------ Data for analysis ------

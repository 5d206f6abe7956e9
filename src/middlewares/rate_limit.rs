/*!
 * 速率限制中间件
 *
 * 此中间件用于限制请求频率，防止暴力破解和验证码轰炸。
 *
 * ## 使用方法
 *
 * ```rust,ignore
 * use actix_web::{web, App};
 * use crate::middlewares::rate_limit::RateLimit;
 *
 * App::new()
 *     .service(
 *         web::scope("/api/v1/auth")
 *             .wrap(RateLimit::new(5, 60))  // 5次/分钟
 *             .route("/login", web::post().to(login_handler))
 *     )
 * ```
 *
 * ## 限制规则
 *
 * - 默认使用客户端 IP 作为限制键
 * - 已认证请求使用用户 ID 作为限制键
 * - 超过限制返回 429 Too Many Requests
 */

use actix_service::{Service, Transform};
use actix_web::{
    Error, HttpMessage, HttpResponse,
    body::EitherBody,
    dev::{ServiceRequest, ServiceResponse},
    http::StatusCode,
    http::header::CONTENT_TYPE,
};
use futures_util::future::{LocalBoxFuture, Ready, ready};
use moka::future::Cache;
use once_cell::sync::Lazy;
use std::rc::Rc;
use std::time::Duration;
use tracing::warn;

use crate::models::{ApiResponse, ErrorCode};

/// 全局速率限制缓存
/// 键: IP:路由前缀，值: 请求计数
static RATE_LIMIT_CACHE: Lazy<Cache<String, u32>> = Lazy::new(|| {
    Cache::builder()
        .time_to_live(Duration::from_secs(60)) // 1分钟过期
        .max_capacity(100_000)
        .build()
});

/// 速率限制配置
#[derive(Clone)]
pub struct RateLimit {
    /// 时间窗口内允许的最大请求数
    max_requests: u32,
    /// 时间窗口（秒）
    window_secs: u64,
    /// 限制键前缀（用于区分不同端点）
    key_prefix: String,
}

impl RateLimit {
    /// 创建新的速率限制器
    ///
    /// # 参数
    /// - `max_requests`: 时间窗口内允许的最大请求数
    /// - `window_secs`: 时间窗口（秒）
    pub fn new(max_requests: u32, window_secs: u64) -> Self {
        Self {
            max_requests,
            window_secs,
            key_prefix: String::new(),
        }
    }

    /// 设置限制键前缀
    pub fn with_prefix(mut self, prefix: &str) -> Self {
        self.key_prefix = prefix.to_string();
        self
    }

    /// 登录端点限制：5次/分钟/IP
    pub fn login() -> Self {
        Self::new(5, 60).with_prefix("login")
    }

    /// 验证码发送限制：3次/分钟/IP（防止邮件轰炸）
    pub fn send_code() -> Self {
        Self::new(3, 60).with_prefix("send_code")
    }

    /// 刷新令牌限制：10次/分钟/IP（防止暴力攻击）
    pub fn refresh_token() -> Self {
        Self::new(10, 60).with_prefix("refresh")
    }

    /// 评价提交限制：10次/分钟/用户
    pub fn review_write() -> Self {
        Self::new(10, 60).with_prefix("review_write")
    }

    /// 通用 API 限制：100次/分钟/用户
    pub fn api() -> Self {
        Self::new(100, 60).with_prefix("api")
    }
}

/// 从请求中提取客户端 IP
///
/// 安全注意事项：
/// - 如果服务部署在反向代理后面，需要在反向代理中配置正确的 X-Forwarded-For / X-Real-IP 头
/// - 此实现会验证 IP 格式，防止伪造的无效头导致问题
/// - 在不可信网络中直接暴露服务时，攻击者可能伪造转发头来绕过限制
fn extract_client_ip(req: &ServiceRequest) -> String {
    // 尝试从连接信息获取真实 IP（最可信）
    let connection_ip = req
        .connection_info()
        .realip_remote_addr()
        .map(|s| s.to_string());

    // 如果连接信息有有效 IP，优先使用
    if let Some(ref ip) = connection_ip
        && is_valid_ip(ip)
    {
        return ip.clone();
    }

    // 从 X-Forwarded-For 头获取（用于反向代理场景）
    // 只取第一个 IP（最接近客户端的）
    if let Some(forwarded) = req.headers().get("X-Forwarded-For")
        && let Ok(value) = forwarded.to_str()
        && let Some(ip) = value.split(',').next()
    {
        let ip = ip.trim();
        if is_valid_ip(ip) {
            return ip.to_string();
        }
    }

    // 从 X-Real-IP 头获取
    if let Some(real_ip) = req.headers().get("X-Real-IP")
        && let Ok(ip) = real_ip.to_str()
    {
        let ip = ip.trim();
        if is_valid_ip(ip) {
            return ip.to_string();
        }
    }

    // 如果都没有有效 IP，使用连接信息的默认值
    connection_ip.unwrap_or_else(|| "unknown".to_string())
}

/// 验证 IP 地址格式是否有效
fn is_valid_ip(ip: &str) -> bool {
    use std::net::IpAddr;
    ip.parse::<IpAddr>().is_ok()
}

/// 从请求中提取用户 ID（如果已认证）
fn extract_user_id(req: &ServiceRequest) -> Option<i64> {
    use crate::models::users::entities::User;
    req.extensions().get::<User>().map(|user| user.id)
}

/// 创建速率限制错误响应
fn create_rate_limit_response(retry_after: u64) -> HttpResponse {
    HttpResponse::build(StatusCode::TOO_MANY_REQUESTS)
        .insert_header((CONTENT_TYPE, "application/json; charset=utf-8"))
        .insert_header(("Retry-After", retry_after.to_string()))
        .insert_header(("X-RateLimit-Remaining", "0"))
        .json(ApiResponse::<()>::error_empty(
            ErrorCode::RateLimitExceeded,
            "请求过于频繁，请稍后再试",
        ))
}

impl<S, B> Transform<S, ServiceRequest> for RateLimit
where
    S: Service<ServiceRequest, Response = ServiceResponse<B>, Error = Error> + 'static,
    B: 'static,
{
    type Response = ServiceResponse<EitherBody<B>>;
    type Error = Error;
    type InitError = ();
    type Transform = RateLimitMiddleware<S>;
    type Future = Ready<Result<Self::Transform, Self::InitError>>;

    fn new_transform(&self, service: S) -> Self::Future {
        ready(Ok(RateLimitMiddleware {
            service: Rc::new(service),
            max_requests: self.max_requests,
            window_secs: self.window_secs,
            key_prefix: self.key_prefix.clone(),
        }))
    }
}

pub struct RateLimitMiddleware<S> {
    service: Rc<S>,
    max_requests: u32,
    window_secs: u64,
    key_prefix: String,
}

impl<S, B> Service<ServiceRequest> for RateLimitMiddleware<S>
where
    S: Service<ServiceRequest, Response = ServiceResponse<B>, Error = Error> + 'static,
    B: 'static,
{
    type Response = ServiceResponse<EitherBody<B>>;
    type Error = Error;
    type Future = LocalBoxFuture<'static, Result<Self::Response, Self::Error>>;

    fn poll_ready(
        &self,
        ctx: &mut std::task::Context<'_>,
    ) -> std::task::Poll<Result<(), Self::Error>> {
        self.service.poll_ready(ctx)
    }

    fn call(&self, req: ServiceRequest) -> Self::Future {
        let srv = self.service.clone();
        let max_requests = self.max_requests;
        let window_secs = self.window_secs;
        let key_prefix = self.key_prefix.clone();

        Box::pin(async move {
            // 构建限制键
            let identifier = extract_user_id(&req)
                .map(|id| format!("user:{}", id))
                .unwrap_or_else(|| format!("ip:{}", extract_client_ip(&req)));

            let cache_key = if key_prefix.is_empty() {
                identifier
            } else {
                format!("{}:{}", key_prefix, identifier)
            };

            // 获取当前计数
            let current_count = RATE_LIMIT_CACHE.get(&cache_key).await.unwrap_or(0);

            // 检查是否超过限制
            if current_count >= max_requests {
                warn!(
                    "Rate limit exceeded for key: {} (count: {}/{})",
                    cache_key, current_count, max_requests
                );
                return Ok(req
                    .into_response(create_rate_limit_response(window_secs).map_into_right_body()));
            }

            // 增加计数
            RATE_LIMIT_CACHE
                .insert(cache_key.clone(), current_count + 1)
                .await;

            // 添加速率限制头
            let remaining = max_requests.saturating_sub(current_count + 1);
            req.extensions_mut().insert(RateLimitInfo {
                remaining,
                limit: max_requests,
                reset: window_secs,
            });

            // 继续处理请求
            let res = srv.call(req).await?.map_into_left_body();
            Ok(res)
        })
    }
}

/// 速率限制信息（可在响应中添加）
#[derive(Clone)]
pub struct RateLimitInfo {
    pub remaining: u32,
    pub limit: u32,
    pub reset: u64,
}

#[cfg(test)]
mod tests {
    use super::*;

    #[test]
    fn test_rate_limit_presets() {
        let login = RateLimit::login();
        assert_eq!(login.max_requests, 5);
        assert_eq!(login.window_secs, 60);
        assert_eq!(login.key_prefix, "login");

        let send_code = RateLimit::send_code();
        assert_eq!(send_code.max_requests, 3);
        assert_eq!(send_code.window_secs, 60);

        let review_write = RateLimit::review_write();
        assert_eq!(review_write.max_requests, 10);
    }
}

------

• What is needed: Answer with one number only, the count of lines in the listing that hold the word "models".

• Solution for this problem: 2